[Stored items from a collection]
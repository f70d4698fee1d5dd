//! `tubelens analyze` and `tubelens select-mode`.

use anyhow::Result;
use clap::Args;

use tubelens_config::TubeLensConfig;
use tubelens_core::SessionState;
use tubelens_executor::{AnalysisReport, SessionOutcome};
use tubelens_planner::{ModeDecision, ModeSelector, SelectionFactors};

use crate::runtime;
use crate::terminal_output::{
    note_info, note_success, note_warn, paint, render_table, Column, DIM, GREEN, RED, YELLOW,
};

/// What is known about the video before analysis starts.
#[derive(Debug, Clone, Args)]
pub struct FactorArgs {
    /// The video has a high traffic-per-subscriber score
    #[arg(long)]
    pub high_tps: bool,
    /// The channel has established patterns
    #[arg(long)]
    pub channel_patterns: bool,
    /// Competitive data is available for the niche
    #[arg(long)]
    pub competitive_data: bool,
    /// Semantic clusters exist for the video
    #[arg(long)]
    pub semantic_clusters: bool,
    /// Earlier agentic failures for this video
    #[arg(long, default_value_t = 0)]
    pub previous_failures: u32,
    /// LLM quota is exhausted; forces classic mode
    #[arg(long)]
    pub no_quota: bool,
}

impl FactorArgs {
    pub fn to_factors(&self) -> SelectionFactors {
        SelectionFactors {
            video_has_high_tps: self.high_tps,
            channel_has_patterns: self.channel_patterns,
            has_competitive_data: self.competitive_data,
            has_semantic_clusters: self.semantic_clusters,
            previous_failures: self.previous_failures,
            quota_available: !self.no_quota,
        }
    }
}

pub async fn analyze(
    config: &TubeLensConfig,
    video_id: &str,
    factors: &FactorArgs,
    json: bool,
) -> Result<()> {
    let orchestrator = runtime::build_orchestrator(config)?;
    let planner = runtime::agentic_planner(config)?;
    let report = orchestrator
        .analyze(video_id, factors.to_factors(), planner)
        .await?;

    if json {
        println!("{}", serde_json::to_string_pretty(&report)?);
    } else {
        print_report(&report);
    }
    Ok(())
}

pub fn select_mode(config: &TubeLensConfig, factors: &FactorArgs, json: bool) -> Result<()> {
    let decision = ModeSelector::new(config.selector_config()).select_mode(&factors.to_factors());
    if json {
        println!("{}", serde_json::to_string_pretty(&decision)?);
    } else {
        print_decision(&decision);
    }
    Ok(())
}

fn print_decision(decision: &ModeDecision) {
    note_info(&format!(
        "Mode: {} (confidence {:.2})",
        decision.mode, decision.confidence
    ));
    println!("  {}", decision.reason);
    if decision.fallback_recommended {
        note_warn("Low confidence; prepare for fallback to classic");
    }
}

fn outcome_label(outcome: &SessionOutcome) -> String {
    match outcome {
        SessionOutcome::Completed => paint(GREEN, "completed"),
        SessionOutcome::BudgetExhausted { reason } => {
            paint(YELLOW, &format!("budget exhausted ({reason})"))
        }
        SessionOutcome::DeadlineReached => paint(YELLOW, "deadline reached"),
        SessionOutcome::FellBack { reason } => paint(RED, &format!("fell back ({reason})")),
    }
}

fn print_report(report: &AnalysisReport) {
    print_decision(&report.decision);
    println!();

    let columns = [
        Column::left("Session"),
        Column::left("Mode"),
        Column::left("Outcome"),
        Column::right("Turns"),
        Column::right("Tool calls"),
        Column::right("Tokens"),
        Column::right("Cost"),
        Column::right("Elapsed"),
    ];
    let rows: Vec<Vec<String>> = report
        .sessions
        .iter()
        .map(|s| {
            vec![
                s.session_id.chars().take(8).collect(),
                s.mode.to_string(),
                outcome_label(&s.outcome),
                s.turns.to_string(),
                s.usage.tool_calls.to_string(),
                s.usage.tokens.to_string(),
                format!("${:.4}", s.usage.costs.total),
                format!("{}ms", s.usage.elapsed_ms),
            ]
        })
        .collect();
    print!("{}", render_table(&columns, &rows));
    println!();

    print_findings(&report.final_state);
}

fn print_findings(state: &SessionState) {
    match &state.hypothesis {
        Some(h) => {
            note_success(&format!("{} (confidence {:.2})", h.statement, h.confidence));
            for evidence in &h.supporting_evidence {
                println!("  {}", paint(DIM, &format!("- {evidence}")));
            }
        }
        None => note_warn("No hypothesis was produced"),
    }

    if let Some(validation) = &state.validation_results {
        if !validation.validated_patterns.is_empty() {
            println!();
            let columns = [
                Column::left("Pattern"),
                Column::right("Confidence"),
                Column::right("Checks"),
            ];
            let rows: Vec<Vec<String>> = validation
                .validated_patterns
                .iter()
                .map(|p| {
                    vec![
                        p.pattern.clone(),
                        format!("{:.2}", p.confidence),
                        p.validations.to_string(),
                    ]
                })
                .collect();
            print!("{}", render_table(&columns, &rows));
        }
    }

    let failed = state.tool_calls.iter().filter(|c| !c.is_success()).count();
    if failed > 0 || !state.errors.is_empty() {
        note_warn(&format!(
            "{} failed tool calls, {} recorded errors ({} non-recoverable)",
            failed,
            state.errors.len(),
            state.nonrecoverable_errors()
        ));
    }
}

#[cfg(test)]
mod tests {
    use super::*;
    use clap::Parser;
    use tubelens_core::AnalysisMode;

    #[derive(Parser)]
    struct Harness {
        #[command(flatten)]
        factors: FactorArgs,
    }

    #[test]
    fn flags_map_to_factors() {
        let h = Harness::parse_from(["t", "--high-tps", "--semantic-clusters", "--previous-failures", "2"]);
        let f = h.factors.to_factors();
        assert!(f.video_has_high_tps);
        assert!(f.has_semantic_clusters);
        assert!(!f.channel_has_patterns);
        assert_eq!(f.previous_failures, 2);
        assert!(f.quota_available);
    }

    #[test]
    fn no_quota_selects_classic() {
        let h = Harness::parse_from(["t", "--high-tps", "--channel-patterns", "--no-quota"]);
        let decision = ModeSelector::default().select_mode(&h.factors.to_factors());
        assert_eq!(decision.mode, AnalysisMode::Classic);
    }
}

_PROBLEM TO SOLVE_:
Retype every entry exactly.

_RESPONSE BELOW_:
repository f70d4698fee1d5dd
//! `tubelens analyze` and `tubelens select-mode`.

use anyhow::Result;
use clap::Args;

use tubelens_config::TubeLensConfig;
use tubelens_core::SessionState;
use tubelens_executor::{AnalysisReport, SessionOutcome};
use tubelens_planner::{ModeDecision, ModeSelector, SelectionFactors};

use crate::runtime;
use crate::terminal_output::{
    note_info, note_success, note_warn, paint, render_table, Column, DIM, GREEN, RED, YELLOW,
};

/// What is known about the video before analysis starts.
#[derive(Debug, Clone, Args)]
pub struct FactorArgs {
    /// The video has a high traffic-per-subscriber score
    #[arg(long)]
    pub high_tps: bool,
    /// The channel has established patterns
    #[arg(long)]
    pub channel_patterns: bool,
    /// Competitive data is available for the niche
    #[arg(long)]
    pub competitive_data: bool,
    /// Semantic clusters exist for the video
    #[arg(long)]
    pub semantic_clusters: bool,
    /// Earlier agentic failures for this video
    #[arg(long, default_value_t = 0)]
    pub previous_failures: u32,
    /// LLM quota is exhausted; forces classic mode
    #[arg(long)]
    pub no_quota: bool,
}

impl FactorArgs {
    pub fn to_factors(&self) -> SelectionFactors {
        SelectionFactors {
            video_has_high_tps: self.high_tps,
            channel_has_patterns: self.channel_patterns,
            has_competitive_data: self.competitive_data,
            has_semantic_clusters: self.semantic_clusters,
            previous_failures: self.previous_failures,
            quota_available: !self.no_quota,
        }
    }
}

pub async fn analyze(
    config: &TubeLensConfig,
    video_id: &str,
    factors: &FactorArgs,
    json: bool,
) -> Result<()> {
    let orchestrator = runtime::build_orchestrator(config)?;
    let planner = runtime::agentic_planner(config)?;
    let report = orchestrator
        .analyze(video_id, factors.to_factors(), planner)
        .await?;

    if json {
        println!("{}", serde_json::to_string_pretty(&report)?);
    } else {
        print_report(&report);
    }
    Ok(())
}

pub fn select_mode(config: &TubeLensConfig, factors: &FactorArgs, json: bool) -> Result<()> {
    let decision = ModeSelector::new(config.selector_config()).select_mode(&factors.to_factors());
    if json {
        println!("{}", serde_json::to_string_pretty(&decision)?);
    } else {
        print_decision(&decision);
    }
    Ok(())
}

fn print_decision(decision: &ModeDecision) {
    note_info(&format!(
        "Mode: {} (confidence {:.2})",
        decision.mode, decision.confidence
    ));
    println!("  {}", decision.reason);
    if decision.fallback_recommended {
        note_warn("Low confidence; prepare for fallback to classic");
    }
}

fn outcome_label(outcome: &SessionOutcome) -> String {
    match outcome {
        SessionOutcome::Completed => paint(GREEN, "completed"),
        SessionOutcome::BudgetExhausted { reason } => {
            paint(YELLOW, &format!("budget exhausted ({reason})"))
        }
        SessionOutcome::DeadlineReached => paint(YELLOW, "deadline reached"),
        SessionOutcome::FellBack { reason } => paint(RED, &format!("fell back ({reason})")),
    }
}

fn print_report(report: &AnalysisReport) {
    print_decision(&report.decision);
    println!();

    let columns = [
        Column::left("Session"),
        Column::left("Mode"),
        Column::left("Outcome"),
        Column::right("Turns"),
        Column::right("Tool calls"),
        Column::right("Tokens"),
        Column::right("Cost"),
        Column::right("Elapsed"),
    ];
    let rows: Vec<Vec<String>> = report
        .sessions
        .iter()
        .map(|s| {
            vec![
                s.session_id.chars().take(8).collect(),
                s.mode.to_string(),
                outcome_label(&s.outcome),
                s.turns.to_string(),
                s.usage.tool_calls.to_string(),
                s.usage.tokens.to_string(),
                format!("${:.4}", s.usage.costs.total),
                format!("{}ms", s.usage.elapsed_ms),
            ]
        })
        .collect();
    print!("{}", render_table(&columns, &rows));
    println!();

    print_findings(&report.final_state);
}

fn print_findings(state: &SessionState) {
    match &state.hypothesis {
        Some(h) => {
            note_success(&format!("{} (confidence {:.2})", h.statement, h.confidence));
            for evidence in &h.supporting_evidence {
                println!("  {}", paint(DIM, &format!("- {evidence}")));
            }
        }
        None => note_warn("No hypothesis was produced"),
    }

    if let Some(validation) = &state.validation_results {
        if !validation.validated_patterns.is_empty() {
            println!();
            let columns = [
                Column::left("Pattern"),
                Column::right("Confidence"),
                Column::right("Checks"),
            ];
            let rows: Vec<Vec<String>> = validation
                .validated_patterns
                .iter()
                .map(|p| {
                    vec![
                        p.pattern.clone(),
                        format!("{:.2}", p.confidence),
                        p.validations.to_string(),
                    ]
                })
                .collect();
            print!("{}", render_table(&columns, &rows));
        }
    }

    let failed = state.tool_calls.iter().filter(|c| !c.is_success()).count();
    if failed > 0 || !state.errors.is_empty() {
        note_warn(&format!(
            "{} failed tool calls, {} recorded errors ({} non-recoverable)",
            failed,
            state.errors.len(),
            state.nonrecoverable_errors()
        ));
    }
}

#[cfg(test)]
mod tests {
    use super::*;
    use clap::Parser;
    use tubelens_core::AnalysisMode;

    #[derive(Parser)]
    struct Harness {
        #[command(flatten)]
        factors: FactorArgs,
    }

    #[test]
    fn flags_map_to_factors() {
        let h = Harness::parse_from(["t", "--high-tps", "--semantic-clusters", "--previous-failures", "2"]);
        let f = h.factors.to_factors();
        assert!(f.video_has_high_tps);
        assert!(f.has_semantic_clusters);
        assert!(!f.channel_has_patterns);
        assert_eq!(f.previous_failures, 2);
        assert!(f.quota_available);
    }

    #[test]
    fn no_quota_selects_classic() {
        let h = Harness::parse_from(["t", "--high-tps", "--channel-patterns", "--no-quota"]);
        let decision = ModeSelector::default().select_mode(&h.factors.to_factors());
        assert_eq!(decision.mode, AnalysisMode::Classic);
    }
}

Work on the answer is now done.